**WHAT IS NEEDED**
Nothing is needed except the lines below that run from the one with "let pitch = m[(0, 2)].atan2(cos_pitch);" through the one with "pub fn zyz_from_matrix<T: Float>(m: &Matrix3<T>)", repeated exactly.

BEGIN MATERIAL SHOWN

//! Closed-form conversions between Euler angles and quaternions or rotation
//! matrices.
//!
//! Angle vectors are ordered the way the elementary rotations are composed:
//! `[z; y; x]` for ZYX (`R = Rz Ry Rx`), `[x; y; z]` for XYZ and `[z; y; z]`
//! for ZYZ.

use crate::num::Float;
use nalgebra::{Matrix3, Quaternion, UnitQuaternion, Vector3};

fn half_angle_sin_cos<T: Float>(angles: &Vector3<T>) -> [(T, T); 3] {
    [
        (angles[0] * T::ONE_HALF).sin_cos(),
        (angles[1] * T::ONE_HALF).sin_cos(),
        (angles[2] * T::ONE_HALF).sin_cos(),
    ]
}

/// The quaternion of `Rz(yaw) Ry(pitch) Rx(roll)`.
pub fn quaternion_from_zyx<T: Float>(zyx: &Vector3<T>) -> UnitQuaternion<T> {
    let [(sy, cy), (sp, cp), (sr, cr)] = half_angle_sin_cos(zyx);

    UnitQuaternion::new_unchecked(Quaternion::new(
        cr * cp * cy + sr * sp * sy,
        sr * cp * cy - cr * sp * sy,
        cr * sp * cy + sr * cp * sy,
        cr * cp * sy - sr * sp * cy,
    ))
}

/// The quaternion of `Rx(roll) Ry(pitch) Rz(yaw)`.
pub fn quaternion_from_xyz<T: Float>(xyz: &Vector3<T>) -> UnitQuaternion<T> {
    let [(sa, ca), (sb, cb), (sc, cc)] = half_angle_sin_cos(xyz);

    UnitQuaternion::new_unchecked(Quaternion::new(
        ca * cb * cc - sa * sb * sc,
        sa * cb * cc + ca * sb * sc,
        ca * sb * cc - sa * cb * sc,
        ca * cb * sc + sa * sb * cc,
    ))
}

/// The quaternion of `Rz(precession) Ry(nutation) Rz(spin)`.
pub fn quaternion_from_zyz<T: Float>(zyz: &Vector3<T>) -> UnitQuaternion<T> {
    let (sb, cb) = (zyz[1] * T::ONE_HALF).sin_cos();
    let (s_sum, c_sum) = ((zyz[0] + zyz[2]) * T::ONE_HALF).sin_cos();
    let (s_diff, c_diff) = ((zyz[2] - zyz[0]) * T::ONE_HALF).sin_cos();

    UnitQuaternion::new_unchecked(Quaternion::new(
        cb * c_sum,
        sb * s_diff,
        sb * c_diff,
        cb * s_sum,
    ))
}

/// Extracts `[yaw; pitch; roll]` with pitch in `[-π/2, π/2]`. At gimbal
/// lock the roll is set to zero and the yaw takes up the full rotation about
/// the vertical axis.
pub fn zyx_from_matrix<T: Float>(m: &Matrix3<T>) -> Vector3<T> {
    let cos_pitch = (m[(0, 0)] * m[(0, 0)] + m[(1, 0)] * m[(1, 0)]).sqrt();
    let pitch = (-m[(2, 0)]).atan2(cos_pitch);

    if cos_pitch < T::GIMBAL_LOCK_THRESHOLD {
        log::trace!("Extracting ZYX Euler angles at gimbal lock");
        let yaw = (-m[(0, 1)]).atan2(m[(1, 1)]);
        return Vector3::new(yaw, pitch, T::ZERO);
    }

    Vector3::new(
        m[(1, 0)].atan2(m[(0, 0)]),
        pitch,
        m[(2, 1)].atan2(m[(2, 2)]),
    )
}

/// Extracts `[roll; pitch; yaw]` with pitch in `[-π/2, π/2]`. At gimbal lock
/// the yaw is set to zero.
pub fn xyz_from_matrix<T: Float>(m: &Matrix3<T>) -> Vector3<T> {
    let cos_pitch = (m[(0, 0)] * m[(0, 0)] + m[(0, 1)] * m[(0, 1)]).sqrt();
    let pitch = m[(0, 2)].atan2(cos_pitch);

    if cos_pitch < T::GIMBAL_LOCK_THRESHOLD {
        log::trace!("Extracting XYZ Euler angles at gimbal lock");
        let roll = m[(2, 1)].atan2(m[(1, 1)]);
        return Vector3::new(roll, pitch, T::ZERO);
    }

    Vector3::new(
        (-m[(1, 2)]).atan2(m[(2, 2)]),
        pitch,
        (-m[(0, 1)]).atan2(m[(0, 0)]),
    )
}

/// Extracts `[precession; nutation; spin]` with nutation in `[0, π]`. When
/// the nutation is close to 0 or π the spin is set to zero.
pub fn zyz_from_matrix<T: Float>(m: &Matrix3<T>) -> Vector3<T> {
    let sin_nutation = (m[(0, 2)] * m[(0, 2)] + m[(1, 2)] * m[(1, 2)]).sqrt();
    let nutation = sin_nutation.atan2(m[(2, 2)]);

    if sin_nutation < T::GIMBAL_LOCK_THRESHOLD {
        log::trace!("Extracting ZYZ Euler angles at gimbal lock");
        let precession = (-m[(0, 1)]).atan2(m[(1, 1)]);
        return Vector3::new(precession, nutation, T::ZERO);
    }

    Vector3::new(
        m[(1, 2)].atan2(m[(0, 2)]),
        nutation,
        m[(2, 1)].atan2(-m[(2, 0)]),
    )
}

END MATERIAL SHOWN

**TASK ANSWER**
    let pitch = m[(0, 2)].atan2(cos_pitch);

    if cos_pitch < T::GIMBAL_LOCK_THRESHOLD {
        log::trace!("Extracting XYZ Euler angles at gimbal lock");
        let roll = m[(2, 1)].atan2(m[(1, 1)]);
        return Vector3::new(roll, pitch, T::ZERO);
    }

    Vector3::new(
        (-m[(1, 2)]).atan2(m[(2, 2)]),
        pitch,
        (-m[(0, 1)]).atan2(m[(0, 0)]),
    )
}

/// Extracts `[precession; nutation; spin]` with nutation in `[0, π]`. When
/// the nutation is close to 0 or π the spin is set to zero.
pub fn zyz_from_matrix<T: Float>(m: &Matrix3<T>) -> Vector3<T> {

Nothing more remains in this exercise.